Connu jusqu'à présent uniquement pour quelques raclements de gorge, le ruminant au cou démesuré et aux cordes vocales atrophiées est capable de produire un «bourdonnement» offrant une «riche structure harmonique», selon cette étude internationale publiée par la revue BioMedCentral.

Pour parvenir à cette découverte, une équipe de chercheurs dirigée par la Viennoise Angela Stöger a réalisé pas moins de 947 heures d'enregistrements de girafes dans trois zoos européens, à Vienne, Berlin et Copenhague.

Parmi des centaines d'heures de silence absolu, quelques séquences ont révélé, dans les trois lieux, ce bourdonnement des girafes, toujours de nuit.
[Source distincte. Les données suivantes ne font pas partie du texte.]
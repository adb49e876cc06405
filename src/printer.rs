// Serializes a `Program` back to source text in canonical minimal form:
// trailing default operands elided, single-space token separation, one
// instruction per line, labels placed immediately before the index they bind.
// The minifier uses this as its final text-emission step; `load` of the
// output always reproduces the same `Program`.

use std::collections::BTreeMap;

use crate::ast::{Instruction, Operand, Program};
use crate::value::Value;

fn print_value(v: &Value) -> String
{
	match v
	{
		Value::Integer(n) => n.to_string(),
		Value::Text(s) => format!("#{}#", s),
	}
}

fn print_operand(op: &Operand) -> String
{
	match op
	{
		Operand::Literal(v) => print_value(v),
		Operand::VarRef(name) => format!("*{}*", name),
		Operand::Expr(node) => format!("({})", node),
	}
}

fn is_default_one(op: &Operand) -> bool
{
	*op == Operand::default_one()
}

fn print_instruction(instr: &Instruction) -> String
{
	match instr
	{
		Instruction::Set { dest, value, .. } => format!("set *{}* {}", dest, print_operand(value)),

		Instruction::Say { value, nl_qty, condition, .. } =>
		{
			let mut parts = vec!["say".to_string(), print_operand(value)];
			let condition_default = is_default_one(condition);
			let nl_default = is_default_one(nl_qty);

			if !(nl_default && condition_default) { parts.push(print_operand(nl_qty)); }
			if !condition_default { parts.push(print_operand(condition)); }

			parts.join(" ")
		},

		Instruction::Ask { n, condition, .. } =>
		{
			let mut parts = vec!["ask".to_string(), print_operand(n)];
			if !is_default_one(condition) { parts.push(print_operand(condition)); }
			parts.join(" ")
		},

		Instruction::Jmp { target, condition, .. } =>
		{
			let mut parts = vec!["jmp".to_string(), format!(":{}:", target)];
			if !is_default_one(condition) { parts.push(print_operand(condition)); }
			parts.join(" ")
		},

		Instruction::Halt { condition, .. } =>
		{
			if is_default_one(condition) { "halt".to_string() } else { format!("halt {}", print_operand(condition)) }
		},
	}
}

pub fn print_program(program: &Program) -> String
{
	let mut labels_at: BTreeMap<usize, Vec<&String>> = BTreeMap::new();
	for (name, idx) in &program.labels
	{
		labels_at.entry(*idx).or_insert_with(Vec::new).push(name);
	}
	for names in labels_at.values_mut()
	{
		names.sort();
	}

	let mut out = String::new();

	for (idx, instr) in program.instructions.iter().enumerate()
	{
		if let Some(names) = labels_at.get(&idx)
		{
			for name in names
			{
				out.push_str(&format!(":{}:\n", name));
			}
		}

		out.push_str(&print_instruction(instr));
		out.push('\n');
	}

	if let Some(names) = labels_at.get(&program.len())
	{
		for name in names
		{
			out.push_str(&format!(":{}:\n", name));
		}
	}

	out
}

#[cfg(test)]
mod tests
{
	use super::*;
	use crate::parser::load;

	#[test]
	fn round_trip_preserves_semantics()
	{
		let src = "set *score* 0\n:loop:\nsay *score* 1 ((*score*)<5)\nset *score* ((*score*)+1)\njmp :loop: ((*score*)<5)\nhalt\n";
		let program = load(src).unwrap();
		let printed = print_program(&program);
		let reparsed = load(&printed).unwrap();
		assert_eq!(program.instructions, reparsed.instructions);
		assert_eq!(program.labels, reparsed.labels);
	}

	#[test]
	fn defaults_are_elided()
	{
		let program = load("say #hi#\n").unwrap();
		assert_eq!(print_program(&program), "say #hi#\n");
	}

	#[test]
	fn trailing_label_with_no_instruction_is_preserved()
	{
		let src = "say #hi#\n:end:\n";
		let program = load(src).unwrap();
		let printed = print_program(&program);
		assert!(printed.ends_with(":end:\n"));
	}
}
Les chercheurs émettent l'hypothèse que ce bruit, réalisé quand les girafes sont isolées les unes des autres, leur sert à rester en contact avec leurs semblables quand ils ne sont plus à portée de vue. Aucun personnel de zoo n'avait signalé un tel bourdonnement jusqu'à présent.

«L'exploration de la communication vocale de girafes s'est révélée gourmande en temps, fastidieuse et très exigeante», ont reconnu les auteurs de l'étude.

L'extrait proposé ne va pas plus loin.